This section serves as an introduction to ovarian cancer overview, highlighting the prevalence, impact, and challenges associated with this disease. Ovarian cancer is the leading cause of gynecologic cancer death in women and impacts female life and health worldwide. The high death rate in this disease is due to the late stage of disease diagnosis. Although radical surgical tumor debulking and platinum plus paclitaxel-based chemotherapy are currently established therapies for the treatment of ovarian cancer, the 5-year survival rate is still around 40%. The ability to sensitively and specifically predict the presence of early ovarian cancer, disease status, stage, and associated therapeutic efficacy has the potential to revolutionize ovarian cancer detection and treatment. Tumor markers play a critical role in the diagnosis and early detection of ovarian cancer, aiding in the identification of the disease at earlier, more treatable stages.

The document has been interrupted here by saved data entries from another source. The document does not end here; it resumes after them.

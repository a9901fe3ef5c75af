use chrono::NaiveDate;
use serde::{Deserialize, Serialize};

use super::{
    compare_text, matches_text, sort_rows, DateRangeKind, DateWindow, Filter, SortOrder,
};
use crate::{
    models::movement::{Movement, MovementKind},
    store::Records,
};

pub const UNKNOWN_EMPLOYEE: &str = "Colaborador não encontrado";
pub const UNKNOWN_PPE: &str = "EPI não encontrado";

#[derive(Clone, Copy, Serialize, Deserialize, Debug, Default, PartialEq, Eq)]
#[serde(rename_all = "snake_case")]
pub enum MovementSortKey {
    #[default]
    Date,
    Type,
    Employee,
}

#[derive(Clone, Debug, Deserialize, Serialize, PartialEq)]
#[serde(default)]
pub struct MovementQuery {
    pub search: String,
    #[serde(rename = "type")]
    pub kind: Filter<MovementKind>,
    pub employee_id: Filter<String>,
    pub date_range: DateRangeKind,
    pub start_date: Option<String>,
    pub end_date: Option<String>,
    pub sort_by: MovementSortKey,
    pub sort_order: SortOrder,
}

impl Default for MovementQuery {
    fn default() -> Self {
        Self {
            search: String::new(),
            kind: Filter::All,
            employee_id: Filter::All,
            date_range: DateRangeKind::All,
            start_date: None,
            end_date: None,
            sort_by: MovementSortKey::Date,
            sort_order: SortOrder::Desc,
        }
    }
}

pub fn employee_name<'a>(records: &'a Records, employee_id: Option<&str>) -> &'a str {
    employee_id
        .and_then(|_id| records.employee(_id))
        .map_or(UNKNOWN_EMPLOYEE, |employee| employee.name.as_str())
}

pub fn ppe_label(records: &Records, ppe_item_id: &str) -> String {
    records
        .ppe_item(ppe_item_id)
        .map_or_else(|| UNKNOWN_PPE.to_string(), |item| item.label())
}

impl MovementQuery {
    pub fn window(&self) -> DateWindow {
        DateWindow::resolve(
            self.date_range,
            self.start_date.as_deref(),
            self.end_date.as_deref(),
        )
    }
    pub fn matches(&self, movement: &Movement, records: &Records, today: NaiveDate) -> bool {
        let employee = employee_name(records, movement.employee_id.as_deref());
        let ppe = ppe_label(records, &movement.ppe_item_id);
        let reason = movement.reason.as_deref().unwrap_or_default();

        let employee_matches = match &self.employee_id {
            Filter::All => true,
            Filter::Only(_id) => movement.belongs_to(_id),
        };

        matches_text(&self.search, &[employee, ppe.as_str(), reason])
            && self.kind.matches(&movement.kind)
            && employee_matches
            && self.window().contains(movement.date, today)
    }
    pub fn apply(&self, records: &Records, today: NaiveDate) -> Vec<Movement> {
        let mut rows: Vec<Movement> = records
            .movements
            .iter()
            .filter(|movement| self.matches(movement, records, today))
            .cloned()
            .collect();
        sort_rows(&mut rows, self.sort_order, |a, b| match self.sort_by {
            MovementSortKey::Date => a.date.cmp(&b.date),
            MovementSortKey::Type => a.kind.as_str().cmp(b.kind.as_str()),
            MovementSortKey::Employee => compare_text(
                employee_name(records, a.employee_id.as_deref()),
                employee_name(records, b.employee_id.as_deref()),
            ),
        });
        rows
    }
}
use serde::{Deserialize, Serialize};

use super::{
    catalog::{compare_items, item_matches, CatalogSortKey},
    sort_rows, Filter, SortOrder,
};
use crate::{models::ppe_item::PpeItem, stats::StockStatus};

#[derive(Clone, Copy, Serialize, Deserialize, Debug, Default, PartialEq, Eq)]
#[serde(rename_all = "snake_case")]
pub enum StockSortKey {
    #[default]
    Type,
    Stock,
    Expiration,
}

#[derive(Clone, Debug, Default, Deserialize, Serialize, PartialEq)]
#[serde(default)]
pub struct StockQuery {
    pub search: String,
    pub stock_status: Filter<StockStatus>,
    pub sort_by: StockSortKey,
    pub sort_order: SortOrder,
}

impl From<StockSortKey> for CatalogSortKey {
    fn from(key: StockSortKey) -> Self {
        match key {
            StockSortKey::Type => CatalogSortKey::Type,
            StockSortKey::Stock => CatalogSortKey::Stock,
            StockSortKey::Expiration => CatalogSortKey::Expiration,
        }
    }
}

impl StockQuery {
    pub fn apply(&self, items: &[PpeItem]) -> Vec<PpeItem> {
        let mut rows: Vec<PpeItem> = items
            .iter()
            .filter(|item| item_matches(item, &self.search, &self.stock_status))
            .cloned()
            .collect();
        let key = CatalogSortKey::from(self.sort_by);
        sort_rows(&mut rows, self.sort_order, |a, b| compare_items(key, a, b));
        rows
    }
}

Consequently, identifying and validating applicable diagnostic and prognostic ovarian cancer biomarkers is essential to improving patient outcomes. Early diagnosis and detection of ovarian cancer are crucial for improving survival rates, as most cases are diagnosed at advanced stages. Ongoing ovarian cancer research is focused on the detection of ovarian cancer using novel tumor marker approaches, including the development of sensitive and specific biomarkers to enhance early detection and diagnostic accuracy.

CD9

CD9 is a member of the tetraspanin family, a group of membrane proteins involved in cell adhesion, migration, and signal transduction. Due to its expression patterns in tumor cells, CD9 has been studied for its potential as a biomarker in ovarian cancer. Research suggests that CD9 may influence tumor progression by modulating interactions between cancer cells and their microenvironment. Its presence in exosomes also makes it a candidate for noninvasive diagnostic approaches. Understanding CD9’s function could support efforts to refine detection and monitoring strategies in ovarian cancer.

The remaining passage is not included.